- **Your task**: Scan the listing below. Report each line that includes "ViewDef".

- **Information supplied**:
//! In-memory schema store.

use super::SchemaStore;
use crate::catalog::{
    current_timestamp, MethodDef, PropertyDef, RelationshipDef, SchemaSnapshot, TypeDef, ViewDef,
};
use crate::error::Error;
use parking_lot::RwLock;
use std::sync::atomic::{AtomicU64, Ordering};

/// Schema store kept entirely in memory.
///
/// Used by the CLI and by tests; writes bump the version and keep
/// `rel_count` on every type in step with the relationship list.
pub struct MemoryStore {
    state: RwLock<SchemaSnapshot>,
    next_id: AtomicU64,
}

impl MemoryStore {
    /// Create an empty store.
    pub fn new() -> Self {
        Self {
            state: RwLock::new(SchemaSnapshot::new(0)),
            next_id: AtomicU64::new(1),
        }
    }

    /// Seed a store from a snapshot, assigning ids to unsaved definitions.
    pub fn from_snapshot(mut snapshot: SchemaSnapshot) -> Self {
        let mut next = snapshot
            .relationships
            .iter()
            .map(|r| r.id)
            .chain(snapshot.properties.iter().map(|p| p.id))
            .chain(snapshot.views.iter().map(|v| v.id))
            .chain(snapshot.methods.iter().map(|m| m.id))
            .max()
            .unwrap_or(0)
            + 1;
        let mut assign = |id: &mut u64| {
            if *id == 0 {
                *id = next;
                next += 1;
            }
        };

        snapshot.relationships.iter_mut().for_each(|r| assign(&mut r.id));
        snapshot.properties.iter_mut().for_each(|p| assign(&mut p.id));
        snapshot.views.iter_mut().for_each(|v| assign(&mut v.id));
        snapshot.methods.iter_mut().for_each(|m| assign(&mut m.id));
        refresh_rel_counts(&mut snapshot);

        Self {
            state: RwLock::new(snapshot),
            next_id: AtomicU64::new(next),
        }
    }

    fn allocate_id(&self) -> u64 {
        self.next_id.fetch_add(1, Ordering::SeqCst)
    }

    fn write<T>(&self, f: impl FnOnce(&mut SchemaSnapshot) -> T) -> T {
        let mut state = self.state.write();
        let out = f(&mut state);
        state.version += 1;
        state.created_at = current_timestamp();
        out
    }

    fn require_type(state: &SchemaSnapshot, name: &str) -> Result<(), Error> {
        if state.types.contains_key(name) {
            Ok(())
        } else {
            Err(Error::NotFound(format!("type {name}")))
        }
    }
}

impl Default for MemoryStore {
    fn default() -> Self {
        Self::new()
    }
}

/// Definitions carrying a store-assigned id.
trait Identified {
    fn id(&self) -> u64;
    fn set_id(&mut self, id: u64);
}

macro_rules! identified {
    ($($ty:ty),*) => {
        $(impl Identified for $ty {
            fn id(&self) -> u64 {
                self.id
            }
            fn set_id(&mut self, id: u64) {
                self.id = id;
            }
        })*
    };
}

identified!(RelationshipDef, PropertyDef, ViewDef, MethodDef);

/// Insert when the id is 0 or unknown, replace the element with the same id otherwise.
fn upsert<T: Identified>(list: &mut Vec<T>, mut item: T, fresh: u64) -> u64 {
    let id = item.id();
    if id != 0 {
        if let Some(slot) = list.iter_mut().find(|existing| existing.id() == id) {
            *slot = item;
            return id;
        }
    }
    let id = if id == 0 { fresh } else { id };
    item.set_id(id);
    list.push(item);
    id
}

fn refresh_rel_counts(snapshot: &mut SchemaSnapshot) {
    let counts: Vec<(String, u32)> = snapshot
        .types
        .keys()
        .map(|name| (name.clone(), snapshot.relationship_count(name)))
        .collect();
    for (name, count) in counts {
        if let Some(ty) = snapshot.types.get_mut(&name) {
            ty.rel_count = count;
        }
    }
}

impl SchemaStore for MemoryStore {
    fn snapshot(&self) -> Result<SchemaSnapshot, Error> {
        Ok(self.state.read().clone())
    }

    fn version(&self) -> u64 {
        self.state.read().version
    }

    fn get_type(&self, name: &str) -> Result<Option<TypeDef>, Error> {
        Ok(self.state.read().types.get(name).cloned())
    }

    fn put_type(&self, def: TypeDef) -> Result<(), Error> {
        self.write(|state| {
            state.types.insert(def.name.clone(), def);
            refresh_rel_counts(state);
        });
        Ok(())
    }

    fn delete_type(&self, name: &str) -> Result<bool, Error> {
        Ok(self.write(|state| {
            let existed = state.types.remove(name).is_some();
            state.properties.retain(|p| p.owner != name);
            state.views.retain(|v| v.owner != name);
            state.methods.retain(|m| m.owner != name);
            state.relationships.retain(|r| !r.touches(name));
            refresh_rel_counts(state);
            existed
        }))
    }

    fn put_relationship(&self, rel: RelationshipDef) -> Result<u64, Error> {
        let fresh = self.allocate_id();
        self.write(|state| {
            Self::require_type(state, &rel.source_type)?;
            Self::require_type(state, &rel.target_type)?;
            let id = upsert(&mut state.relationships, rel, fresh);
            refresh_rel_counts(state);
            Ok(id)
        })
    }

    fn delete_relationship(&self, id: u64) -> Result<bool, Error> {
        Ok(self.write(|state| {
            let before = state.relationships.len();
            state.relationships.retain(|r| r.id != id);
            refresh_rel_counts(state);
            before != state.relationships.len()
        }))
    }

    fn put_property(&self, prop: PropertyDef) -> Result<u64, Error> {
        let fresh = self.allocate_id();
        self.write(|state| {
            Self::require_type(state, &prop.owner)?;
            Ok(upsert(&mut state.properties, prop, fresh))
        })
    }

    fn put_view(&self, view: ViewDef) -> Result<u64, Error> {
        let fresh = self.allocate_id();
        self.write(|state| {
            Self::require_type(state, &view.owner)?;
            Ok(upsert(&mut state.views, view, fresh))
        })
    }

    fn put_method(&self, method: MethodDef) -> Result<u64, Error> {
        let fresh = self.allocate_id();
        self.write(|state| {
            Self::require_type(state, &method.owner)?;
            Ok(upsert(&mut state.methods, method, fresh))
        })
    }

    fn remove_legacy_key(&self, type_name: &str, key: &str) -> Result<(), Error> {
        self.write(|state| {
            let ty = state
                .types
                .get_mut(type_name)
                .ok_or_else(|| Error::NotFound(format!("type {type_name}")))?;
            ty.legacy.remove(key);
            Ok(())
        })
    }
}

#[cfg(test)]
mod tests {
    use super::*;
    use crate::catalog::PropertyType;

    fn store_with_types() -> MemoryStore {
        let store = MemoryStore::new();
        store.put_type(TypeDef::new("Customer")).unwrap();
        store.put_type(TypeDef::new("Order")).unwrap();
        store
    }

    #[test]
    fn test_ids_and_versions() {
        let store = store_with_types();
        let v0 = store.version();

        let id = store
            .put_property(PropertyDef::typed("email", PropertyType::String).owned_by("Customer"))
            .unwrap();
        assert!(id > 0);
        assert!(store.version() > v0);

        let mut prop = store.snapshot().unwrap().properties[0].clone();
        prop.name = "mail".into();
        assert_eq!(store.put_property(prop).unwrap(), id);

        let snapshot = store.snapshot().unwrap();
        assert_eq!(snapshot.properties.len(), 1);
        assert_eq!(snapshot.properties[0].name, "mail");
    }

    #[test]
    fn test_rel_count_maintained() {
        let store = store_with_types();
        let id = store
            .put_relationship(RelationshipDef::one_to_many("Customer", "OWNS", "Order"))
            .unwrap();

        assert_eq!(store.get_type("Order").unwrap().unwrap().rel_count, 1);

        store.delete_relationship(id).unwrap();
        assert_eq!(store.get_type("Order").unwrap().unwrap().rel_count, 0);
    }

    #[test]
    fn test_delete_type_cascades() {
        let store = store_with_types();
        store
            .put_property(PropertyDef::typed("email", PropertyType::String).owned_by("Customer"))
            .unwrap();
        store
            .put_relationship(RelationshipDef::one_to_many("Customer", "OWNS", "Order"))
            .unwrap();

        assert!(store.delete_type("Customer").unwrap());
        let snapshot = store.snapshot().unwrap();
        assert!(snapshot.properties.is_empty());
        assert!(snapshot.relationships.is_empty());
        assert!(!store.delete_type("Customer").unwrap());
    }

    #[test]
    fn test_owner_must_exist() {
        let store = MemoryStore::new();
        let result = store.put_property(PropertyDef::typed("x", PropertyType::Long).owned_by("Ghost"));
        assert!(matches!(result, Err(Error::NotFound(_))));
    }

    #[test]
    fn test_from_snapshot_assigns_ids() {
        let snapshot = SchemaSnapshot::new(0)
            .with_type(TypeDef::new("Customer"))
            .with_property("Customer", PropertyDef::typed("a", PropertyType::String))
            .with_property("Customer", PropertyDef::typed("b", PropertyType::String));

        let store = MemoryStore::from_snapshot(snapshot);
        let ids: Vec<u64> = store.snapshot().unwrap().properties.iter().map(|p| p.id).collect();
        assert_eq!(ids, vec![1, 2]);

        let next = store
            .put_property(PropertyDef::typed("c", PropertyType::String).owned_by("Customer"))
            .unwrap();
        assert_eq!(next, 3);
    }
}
==
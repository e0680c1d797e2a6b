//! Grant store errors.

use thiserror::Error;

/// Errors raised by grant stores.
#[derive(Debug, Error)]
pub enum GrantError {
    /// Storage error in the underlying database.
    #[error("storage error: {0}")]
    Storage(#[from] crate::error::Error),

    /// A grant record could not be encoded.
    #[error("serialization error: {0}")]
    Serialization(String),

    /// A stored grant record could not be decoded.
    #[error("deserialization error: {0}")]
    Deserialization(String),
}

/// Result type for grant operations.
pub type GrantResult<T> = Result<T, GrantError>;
--
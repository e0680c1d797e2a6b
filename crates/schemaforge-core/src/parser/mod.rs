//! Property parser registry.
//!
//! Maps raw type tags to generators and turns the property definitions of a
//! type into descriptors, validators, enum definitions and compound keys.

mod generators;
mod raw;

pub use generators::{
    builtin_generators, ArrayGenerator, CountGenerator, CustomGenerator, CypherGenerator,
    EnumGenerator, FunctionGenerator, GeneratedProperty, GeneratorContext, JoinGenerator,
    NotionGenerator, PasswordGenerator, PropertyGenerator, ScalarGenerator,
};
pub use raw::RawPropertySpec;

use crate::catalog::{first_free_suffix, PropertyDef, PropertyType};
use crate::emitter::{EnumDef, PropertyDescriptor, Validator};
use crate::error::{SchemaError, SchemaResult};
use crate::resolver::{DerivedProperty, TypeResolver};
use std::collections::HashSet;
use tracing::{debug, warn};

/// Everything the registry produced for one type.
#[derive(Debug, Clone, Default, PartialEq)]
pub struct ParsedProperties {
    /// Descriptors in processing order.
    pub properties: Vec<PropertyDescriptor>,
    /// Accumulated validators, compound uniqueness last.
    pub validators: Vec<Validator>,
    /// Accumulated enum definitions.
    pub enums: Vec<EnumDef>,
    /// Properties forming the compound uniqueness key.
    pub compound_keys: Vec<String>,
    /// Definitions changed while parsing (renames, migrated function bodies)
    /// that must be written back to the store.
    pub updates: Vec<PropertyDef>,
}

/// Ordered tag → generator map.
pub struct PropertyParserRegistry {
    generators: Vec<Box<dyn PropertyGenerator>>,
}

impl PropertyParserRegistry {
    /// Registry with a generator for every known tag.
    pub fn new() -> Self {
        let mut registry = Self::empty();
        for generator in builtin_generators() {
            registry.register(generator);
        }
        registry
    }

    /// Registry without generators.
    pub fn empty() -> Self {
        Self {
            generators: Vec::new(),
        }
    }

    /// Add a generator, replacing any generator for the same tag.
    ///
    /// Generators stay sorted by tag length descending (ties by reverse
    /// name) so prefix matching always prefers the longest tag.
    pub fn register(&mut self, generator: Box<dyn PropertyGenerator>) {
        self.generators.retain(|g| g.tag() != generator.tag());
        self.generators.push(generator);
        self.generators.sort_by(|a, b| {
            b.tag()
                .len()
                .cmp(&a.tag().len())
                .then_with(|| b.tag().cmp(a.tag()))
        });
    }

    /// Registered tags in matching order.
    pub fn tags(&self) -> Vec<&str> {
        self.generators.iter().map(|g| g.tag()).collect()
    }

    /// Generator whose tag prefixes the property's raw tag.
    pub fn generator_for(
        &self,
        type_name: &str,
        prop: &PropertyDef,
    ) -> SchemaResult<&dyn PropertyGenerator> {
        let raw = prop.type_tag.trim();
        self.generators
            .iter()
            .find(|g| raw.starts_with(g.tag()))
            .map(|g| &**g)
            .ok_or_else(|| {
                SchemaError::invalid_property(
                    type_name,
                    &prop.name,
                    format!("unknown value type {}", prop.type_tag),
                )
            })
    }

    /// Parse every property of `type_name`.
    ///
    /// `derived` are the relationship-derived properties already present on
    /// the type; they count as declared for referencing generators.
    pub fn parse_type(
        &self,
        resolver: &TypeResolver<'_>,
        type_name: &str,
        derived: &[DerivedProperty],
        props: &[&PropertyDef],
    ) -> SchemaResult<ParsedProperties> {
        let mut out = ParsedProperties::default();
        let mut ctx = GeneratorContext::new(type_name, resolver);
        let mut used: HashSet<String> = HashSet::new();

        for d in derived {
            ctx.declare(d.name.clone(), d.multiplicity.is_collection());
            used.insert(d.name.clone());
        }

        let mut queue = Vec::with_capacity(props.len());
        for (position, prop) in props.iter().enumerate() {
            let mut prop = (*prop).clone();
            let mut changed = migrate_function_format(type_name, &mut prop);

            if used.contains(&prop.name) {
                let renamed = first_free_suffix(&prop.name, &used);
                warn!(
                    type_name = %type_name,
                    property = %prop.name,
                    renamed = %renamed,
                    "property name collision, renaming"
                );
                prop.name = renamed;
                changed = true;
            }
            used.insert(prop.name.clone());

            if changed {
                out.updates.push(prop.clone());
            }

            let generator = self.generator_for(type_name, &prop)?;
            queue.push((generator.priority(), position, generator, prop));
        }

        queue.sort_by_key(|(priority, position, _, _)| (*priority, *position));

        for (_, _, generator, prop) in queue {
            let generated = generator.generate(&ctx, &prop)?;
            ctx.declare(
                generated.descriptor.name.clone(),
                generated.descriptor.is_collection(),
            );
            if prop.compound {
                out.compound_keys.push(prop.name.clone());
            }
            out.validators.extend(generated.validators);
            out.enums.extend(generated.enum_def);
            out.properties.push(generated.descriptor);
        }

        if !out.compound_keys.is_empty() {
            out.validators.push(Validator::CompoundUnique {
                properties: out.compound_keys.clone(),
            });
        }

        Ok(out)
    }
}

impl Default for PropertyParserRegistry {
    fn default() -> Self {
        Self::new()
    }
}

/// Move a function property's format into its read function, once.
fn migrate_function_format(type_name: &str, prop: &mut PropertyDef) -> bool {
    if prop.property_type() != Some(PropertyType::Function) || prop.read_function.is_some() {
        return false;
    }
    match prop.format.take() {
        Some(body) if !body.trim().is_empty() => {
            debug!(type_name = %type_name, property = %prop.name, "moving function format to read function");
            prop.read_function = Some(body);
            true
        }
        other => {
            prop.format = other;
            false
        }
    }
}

- **Solution**:
    current_timestamp, MethodDef, PropertyDef, RelationshipDef, SchemaSnapshot, TypeDef, ViewDef,
identified!(RelationshipDef, PropertyDef, ViewDef, MethodDef);
    fn put_view(&self, view: ViewDef) -> Result<u64, Error> {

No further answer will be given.